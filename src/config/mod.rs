mod app_config;

pub use app_config::{AppConfig, CorsConfig, DatabaseConfig, ServerConfig};
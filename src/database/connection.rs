use crate::{config::DatabaseConfig, error::Result};
use sqlx::{PgPool, postgres::PgPoolOptions};

/// Builds the connection pool without connecting. Connections are opened on
/// first checkout, so the server comes up even while the database is down.
pub fn create_pool(config: &DatabaseConfig) -> PgPool {
    let pool = PgPoolOptions::new()
        .max_connections(config.max_connections)
        .acquire_timeout(config.acquire_timeout)
        .connect_lazy_with(config.connect_options());

    tracing::info!(
        "Database pool configured for {}:{}/{} with {} max connections",
        config.host,
        config.port,
        config.name,
        config.max_connections
    );

    pool
}

pub async fn run_migrations(pool: &PgPool) -> Result<()> {
    sqlx::migrate!()
        .run(pool)
        .await
        .map_err(sqlx::Error::from)?;

    Ok(())
}

pub async fn check_health(pool: &PgPool) -> Result<()> {
    sqlx::query("SELECT 1").fetch_one(pool).await?;
    Ok(())
}
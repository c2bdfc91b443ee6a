use std::collections::BTreeSet;
use std::sync::Arc;

use chrono::{Datelike, Weekday};
use tracing::debug;

use crate::limits::*;
use crate::model::*;

use super::blocked::BlockedDateSet;
use super::holiday::{HolidaySource, NoHolidays};
use super::{EngineError, Rejection};

// ── Calendar policy ───────────────────────────────────────────────

/// Static booking policy for one storefront.
#[derive(Debug, Clone)]
pub struct CalendarRules {
    /// Days between today and the earliest allowed start.
    pub min_lead_days: u32,
    /// Longest allowed stay, inclusive of both ends.
    pub max_total_days: u32,
    pub offered_presets: Vec<StayPreset>,
    pub disallowed_weekdays: Vec<Weekday>,
    /// Holidays on which a rental may start anyway (operationally staffed days).
    pub holiday_overrides: BTreeSet<CalendarDate>,
    /// Days the warehouse cannot dispatch or receive: no stay may start or end on them.
    pub blackout_days: BTreeSet<CalendarDate>,
    pub holidays: Arc<dyn HolidaySource>,
}

impl Default for CalendarRules {
    fn default() -> Self {
        Self {
            min_lead_days: 4,
            max_total_days: 10,
            offered_presets: StayPreset::ALL.to_vec(),
            disallowed_weekdays: vec![Weekday::Sun],
            holiday_overrides: BTreeSet::new(),
            blackout_days: BTreeSet::new(),
            holidays: Arc::new(NoHolidays),
        }
    }
}

impl CalendarRules {
    pub fn with_holidays(mut self, holidays: Arc<dyn HolidaySource>) -> Self {
        self.holidays = holidays;
        self
    }

    /// Reject policies the engine cannot honour.
    pub fn check(&self) -> Result<(), EngineError> {
        if self.min_lead_days > MAX_LEAD_DAYS {
            return Err(EngineError::LimitExceeded("lead time too long"));
        }
        if self.max_total_days > MAX_STAY_CAP_DAYS {
            return Err(EngineError::LimitExceeded("maximum stay too long"));
        }
        if self.offered_presets.is_empty() {
            return Err(EngineError::LimitExceeded("no stay presets offered"));
        }
        if let Some(p) = self
            .offered_presets
            .iter()
            .find(|p| p.min_total_days() > self.max_total_days)
        {
            return Err(EngineError::PresetNotOffered(p.label()));
        }
        Ok(())
    }

    pub fn offers(&self, preset: StayPreset) -> bool {
        self.offered_presets.contains(&preset)
    }

    /// Earliest day a rental may start, given today.
    pub fn earliest_start(&self, today: CalendarDate) -> Option<CalendarDate> {
        add_days(today, self.min_lead_days)
    }

    /// Weekday ban, or a public holiday that is not on the override allow-list.
    pub fn is_disallowed_start_day(&self, date: CalendarDate) -> bool {
        if self.disallowed_weekdays.contains(&date.weekday()) {
            return true;
        }
        self.holidays.is_holiday(date) && !self.holiday_overrides.contains(&date)
    }
}

// ── Validation ────────────────────────────────────────────────────

/// Outcome of the full-range rules that did not end in a rejection.
#[derive(Debug, Clone, Copy, PartialEq, Eq)]
pub enum RangeCheck {
    Accepted(DateRange),
    /// A day after the start is blocked; the end must be shifted.
    NeedsRepair { first_blocked: CalendarDate },
}

/// Start-date rules in fixed order, so the first failure names the one constraint
/// the customer has to fix.
pub fn validate_start(
    date: CalendarDate,
    rules: &CalendarRules,
    blocked: &BlockedDateSet,
    today: CalendarDate,
) -> Result<(), Rejection> {
    match rules.earliest_start(today) {
        Some(earliest) if date >= earliest => {}
        _ => {
            debug!(%date, %today, lead = rules.min_lead_days, "start inside lead time");
            return Err(Rejection::LeadTimeViolation);
        }
    }
    if rules.is_disallowed_start_day(date) {
        debug!(%date, weekday = %date.weekday(), "start on disallowed day");
        return Err(Rejection::DisallowedStartDay);
    }
    if blocked.contains(date) {
        debug!(%date, "start on blocked day");
        return Err(Rejection::DateAlreadyReserved);
    }
    Ok(())
}

/// Length rules, then the blocked-day scan over `(start, end]`. The start itself is
/// the job of [`validate_start`].
pub fn validate_range(
    range: DateRange,
    preset: StayPreset,
    rules: &CalendarRules,
    blocked: &BlockedDateSet,
) -> Result<RangeCheck, Rejection> {
    let len = range.len_days();
    if len < preset.min_total_days() {
        debug!(%range, len, min = preset.min_total_days(), "range below preset minimum");
        return Err(Rejection::BelowMinimumStay);
    }
    if len > rules.max_total_days {
        debug!(%range, len, max = rules.max_total_days, "range above cap");
        return Err(Rejection::AboveMaximumStay);
    }

    let after_start = range
        .start
        .succ_opt()
        .and_then(|s| DateRange::new(s, range.end).ok());
    if let Some(tail) = after_start
        && let Some(first_blocked) = blocked.first_blocked_in(&tail)
    {
        return Ok(RangeCheck::NeedsRepair { first_blocked });
    }
    Ok(RangeCheck::Accepted(range))
}

/// Every day in `window` that passes the start-date rules. Lets the calendar widget
/// disable days before the customer clicks them.
pub fn selectable_starts(
    window: DateRange,
    rules: &CalendarRules,
    blocked: &BlockedDateSet,
    today: CalendarDate,
) -> Result<Vec<CalendarDate>, EngineError> {
    if window.len_days() > MAX_SELECTABLE_WINDOW_DAYS {
        return Err(EngineError::LimitExceeded("selectable window too wide"));
    }
    Ok(window
        .days()
        .filter(|d| validate_start(*d, rules, blocked, today).is_ok())
        .collect())
}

Task brief: Reproduce exactly the entries above, limited to the lines from the one with "pub async fn run_migrations(pool: &PgPool)" through the one with "use super::blocked::BlockedDateSet;", both included.

Expected answer:
pub async fn run_migrations(pool: &PgPool) -> Result<()> {
    sqlx::migrate!()
        .run(pool)
        .await
        .map_err(sqlx::Error::from)?;

    Ok(())
}

pub async fn check_health(pool: &PgPool) -> Result<()> {
    sqlx::query("SELECT 1").fetch_one(pool).await?;
    Ok(())
}
repository c2bdfc91b443ee6a
use std::collections::BTreeSet;
use std::sync::Arc;

use chrono::{Datelike, Weekday};
use tracing::debug;

use crate::limits::*;
use crate::model::*;

use super::blocked::BlockedDateSet;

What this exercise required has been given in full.